Senior citizens from the “Rhummer Gospel” choir at the Rockhal on 30 October
Photo: Nader Ghavami
The “Rhummer Gospel” senior citizens’ choir is back in concert at the Rockhal Club on 7 November, sharing the stage with youngsters from the Waldorf school.
Photo: Nader Ghavami
Four years ago, senior citizens from the Op der Rhum retirement home in Luxembourg City were encouraged by the Servior collaborator Robert Bodja to form the first senior gospel choir in the country. They showcased their talent in front of an audience of 1,200 at the Philharmonie in November 2017.
Now, under the musical leadership of Robert Bodja, 30 senior choristers have teamed up with 60 pupils from the Waldorf School in Limpertsberg aged 8 to 18 for their second major concert. Both the seniors and the youngsters are enthusiastic.
“I enjoy singing with the elderly. One can really see that they are having fun, that’s lovely. I’m particularly looking forward to my duet,” says one ten-year old of her experience. The duets, in which senior and junior singers are paired up, are also well-received among the older students as well, as one seventeen-year old explains: “The younger ones dance while they sing; it’s a joy to watch them, especially when they sing together with the elderly.”
90-year old Marie-Louise welcomes the playful spontaneity which the children bring to the performance. “I might be 90, but I’m still as mischievous as I was when I was ten years old,” she concedes with a hearty laugh.

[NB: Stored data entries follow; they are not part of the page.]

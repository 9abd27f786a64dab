use chrono::{DateTime, Duration, NaiveDate, NaiveDateTime, TimeZone, Utc};
use seasonclock::{
    Disclosure, Error, FixedClock, GameRecord, JsonSchedule, LeagueConfig, Mode, SeasonClock,
    SeasonSection, SectionView, Series, SeriesLengths, StaticSchedule,
};
use serde_json::json;

/// Monday 2024-01-01 00:00, league-local.
fn genesis() -> NaiveDateTime {
    NaiveDate::from_ymd_opt(2024, 1, 1)
        .unwrap()
        .and_hms_opt(0, 0, 0)
        .unwrap()
}

fn config() -> LeagueConfig {
    LeagueConfig::new(genesis(), chrono_tz::US::Pacific).unwrap()
}

fn local(config: &LeagueConfig, offset: Duration) -> DateTime<Utc> {
    config
        .time_zone()
        .from_local_datetime(&(config.genesis() + offset))
        .earliest()
        .unwrap()
        .with_timezone(&Utc)
}

fn engine(config: LeagueConfig) -> SeasonClock<StaticSchedule> {
    SeasonClock::new(
        config,
        StaticSchedule::uniform(0..config.max_seasons(), SeriesLengths::new(3, 5, 5)),
    )
}

#[test]
fn scenario_a_regular_season_day_from_elapsed_hours() {
    // A season long enough for day 74 to still be regular season, with the
    // final series still starting inside the six-day window.
    let config = config().with_days_per_season(75).unwrap();
    let now = local(&config, Duration::days(3) + Duration::hours(2));
    let snapshot = engine(config).snapshot_at(now).unwrap();
    assert_eq!(snapshot.status.mode.code(), 10);
    assert_eq!(snapshot.status.season, 0);
    assert_eq!(snapshot.day, 74);
}

#[test]
fn scenario_b_waiting_for_division_series() {
    let config = config();
    let now = local(&config, Duration::hours(49) + Duration::minutes(30));
    let snapshot = engine(config).snapshot_at(now).unwrap();
    assert_eq!(
        snapshot.status.mode,
        Mode::AwaitingSeries {
            series: Series::Lds,
            starts_in: 1800
        }
    );
    assert_eq!(snapshot.day, 48);
}

#[test]
fn scenario_c_division_series_underway() {
    let config = config();
    let now = local(&config, Duration::hours(50) + Duration::seconds(1));
    let snapshot = engine(config).snapshot_at(now).unwrap();
    assert_eq!(
        snapshot.status.mode,
        Mode::SeriesUnderway {
            series: Series::Lds,
            elapsed: 1
        }
    );
    assert_eq!(snapshot.status.mode.code(), 31);
    assert_eq!(snapshot.day, 49);
}

#[test]
fn scenario_d_current_day_of_championship_is_redacted() {
    let config = config();
    let now = local(&config, Duration::hours(73) + Duration::minutes(15));
    let engine = engine(config);
    let snapshot = engine.snapshot_at(now).unwrap();
    assert_eq!(snapshot.status.mode.code(), 32);

    let (season, day) = snapshot.today();
    assert_eq!(
        engine.visibility(i64::from(season), day, now),
        Ok(Disclosure::Redacted)
    );
    assert_eq!(
        engine.game_visibility(i64::from(season), day, now),
        Ok(Disclosure::Redacted)
    );
}

#[test]
fn scenario_e_retirement_sentinel() {
    let config = config();
    let now = local(&config, Duration::weeks(30) + Duration::hours(3));
    let engine = engine(config);
    let status = engine.classify(now).unwrap();
    assert_eq!(status.mode, Mode::Retired);
    assert_eq!(status.season, 23);
    assert_eq!(status.to_legacy_json(), json!({"mode": 40, "season": 23}));
    assert_eq!(engine.current_season(now), 23);
    assert_eq!(engine.current_day(now), Ok(99));
}

#[test]
fn before_genesis_is_pre_season_zero() {
    let config = config();
    let engine = engine(config);
    for offset in [Duration::days(-400), Duration::hours(-5), Duration::seconds(-1)] {
        let now = local(&config, offset);
        let status = engine.classify(now).unwrap();
        assert_eq!(engine.current_season(now), 0);
        assert_eq!(status.mode.code(), 0);
        assert_eq!(engine.current_day(now), Ok(-1));
    }
}

#[test]
fn full_season_walkthrough_of_legacy_codes() {
    let config = config();
    let engine = engine(config);
    let season_two = Duration::weeks(2);
    let expected = [
        (-1, 0),
        (0, 10),
        (48, 10),
        (49, 21),
        (51, 31),
        (60, 22),
        (74, 32),
        (80, 23),
        (97, 33),
        (102, 40),
        (140, 40),
    ];
    for (hours, code) in expected {
        let now = local(&config, season_two + Duration::hours(hours));
        let status = engine.classify(now).unwrap();
        assert_eq!(status.season, 2, "hour {hours}");
        assert_eq!(status.mode.code(), code, "hour {hours}");
    }
}

#[test]
fn seventh_day_is_next_seasons_pre_season() {
    let config = config();
    let now = local(&config, Duration::days(6) + Duration::hours(2));
    let status = engine(config).classify(now).unwrap();
    assert_eq!(status.season, 1);
    assert!(matches!(status.mode, Mode::PreSeason { .. }));
}

#[test]
fn seasons_across_daylight_saving_keep_their_start_hour() {
    // Season 10 starts 2024-03-11 00:00 PDT, after the spring transition.
    let config = config();
    let start = Utc.with_ymd_and_hms(2024, 3, 11, 7, 0, 0).unwrap();
    let engine = engine(config);
    assert_eq!(engine.classify(start).unwrap().mode.code(), 10);
    assert_eq!(engine.current_day(start), Ok(0));
    assert_eq!(
        engine.classify(start - Duration::seconds(1)).unwrap().mode,
        Mode::PreSeason { starts_in: 1 }
    );
}

#[test]
fn json_provider_drives_the_postseason() {
    let config = config();
    let schedule =
        JsonSchedule::parse(r#"{"0": {"LDS": 4, "LCS": 7, "HCS": 6}}"#).unwrap();
    let engine = SeasonClock::new(config, schedule);

    let now = local(&config, Duration::hours(54) + Duration::minutes(1));
    assert_eq!(engine.classify(now).unwrap().mode.code(), 22);
    assert_eq!(engine.current_day(now), Ok(49 + 4 - 1));

    let other_season = local(&config, Duration::weeks(1) + Duration::hours(54));
    assert!(matches!(
        engine.classify(other_season),
        Err(Error::ProviderUnavailable { season: 1, .. })
    ));
}

#[test]
fn pending_series_lengths_are_not_cached() {
    let config = config();
    let schedule = StaticSchedule::uniform(0..1, SeriesLengths::new(3, 5, 5))
        .pending(0, Series::Hcs);
    let engine = SeasonClock::new(config, schedule);
    engine
        .snapshot_at(local(&config, Duration::hours(97)))
        .unwrap();
    assert_eq!(engine.cache().len(), 2);
}

#[test]
fn visibility_drives_record_redaction() {
    let config = config();
    let now = local(&config, Duration::hours(20) + Duration::minutes(10));
    let engine = engine(config).with_clock(FixedClock(now));
    let snapshot = engine.snapshot().unwrap();

    let games = |day: i64| {
        vec![GameRecord::new(0, day)
            .with_scores(5, 3)
            .with_generations(json!(1200))
            .with_detail("team1Name", json!("Alpha"))]
    };

    let yesterday = snapshot.visibility(0, 19).unwrap().apply(games(19));
    assert_eq!(yesterday[0].team1_score, Some(json!(5)));

    let today = snapshot.visibility(0, 20).unwrap().apply(games(20));
    assert!(today[0].is_redacted());
    assert_eq!(today[0].details["team1Name"], json!("Alpha"));

    let tomorrow = snapshot.visibility(0, 21).unwrap();
    assert_eq!(tomorrow, Disclosure::Hidden);
    assert!(tomorrow.apply(games(21)).is_empty());
    assert_eq!(
        tomorrow.require_visible(0, 21, snapshot.day),
        Err(Error::FutureDay {
            season: 0,
            requested: 21,
            current: 20
        })
    );
    assert!(matches!(
        snapshot.game_visibility(0, 21),
        Err(Error::InvalidGame { season: 0, day: 21 })
    ));
}

#[test]
fn season_sections_follow_the_phase() {
    let config = config();
    let engine = engine(config);
    let waiting_lcs = engine
        .snapshot_at(local(&config, Duration::weeks(1) + Duration::hours(60)))
        .unwrap();
    assert_eq!(waiting_lcs.status.mode.code(), 22);
    assert_eq!(
        waiting_lcs.section(SeasonSection::Postseason, 1),
        Ok(SectionView::ThroughSeriesDay {
            series: Series::Lcs,
            day: 1
        })
    );
    assert_eq!(
        waiting_lcs.section(SeasonSection::Seeds, 1),
        Ok(SectionView::Full)
    );
    assert_eq!(
        waiting_lcs.section(SeasonSection::Records, 1),
        Ok(SectionView::AsOfDay {
            day: waiting_lcs.day + 1
        })
    );
    assert_eq!(
        waiting_lcs.section(SeasonSection::Champion, 0),
        Ok(SectionView::Full)
    );
    assert!(matches!(
        waiting_lcs.section(SeasonSection::Teams, 2),
        Err(Error::FutureSeason { .. })
    ));
}

#[test]
fn configuration_from_lookup_feeds_the_engine() {
    let config = LeagueConfig::from_lookup(|key| match key {
        "LEAGUE_START_DATE" => Some("2024-01-01".to_string()),
        "LEAGUE_START_HOUR" => Some("6".to_string()),
        "LEAGUE_TIME_ZONE" => Some("UTC".to_string()),
        _ => None,
    })
    .unwrap();
    let now = Utc.with_ymd_and_hms(2024, 1, 1, 8, 30, 0).unwrap();
    let snapshot = engine(config).snapshot_at(now).unwrap();
    assert_eq!(snapshot.today(), (0, 2));
    assert_eq!(
        snapshot.status.to_legacy_json(),
        json!({"mode": 10, "season": 0, "elapsed": 9000})
    );
}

For many of the retirees the gospel has become an essential part of life. Henriette, who is 82, says that the weekly practice has spiced up life in the retirement home. “I might be in pain or in a bad mood, but after rehearsal I always feel better. I experience a joy that comes from deep within. I couldn’t live without it anymore.”
Jeanne, who at 98 is the oldest member of the choir, concurs: “It is a highlight in my life to sing with the choir and the children add a new dimension to the music.” The shared delight in singing seems to bridge the age difference of up to ninety years between the youngest and the oldest members of the choir.
During the dress rehearsal, Robert sings, conducts and choreographs his singers, and plays the drums. The choir members agree that Robert’s vivacious personality is the driving force behind the project. “He can be silly and he makes us laugh,” says Henriette. “But he is very professional before a big performance.”
Marie-Louise, who praises his musicality and talent for teaching, says Robert “embodies the music.”
Not every elderly member of the choir understands English, so Robert offers weekly English classes in which he explains the meaning of the lyrics of the gospel songs. For Adrienne, a septuagenarian, navigating a new language is a big achievement. “The joy of singing has helped me in my life and I’m so proud of myself for managing to sing in English!”
The older Waldorf School students have no problem understanding the lyrics, but explain that they “are in it for the music rather than the religious meaning of the songs. We enjoy the rhythm, particularly of the African songs.” Robert has included traditional Togolese songs that are performed with great excitement.
The joyous energy of the 90-voice choir is contagious and invigorating. “Gospel and young Friends” is a musical encounter that connects people beyond age, faiths and cultures. Their concert on 7 November is sold out, but we expect to hear more from this unique ensemble.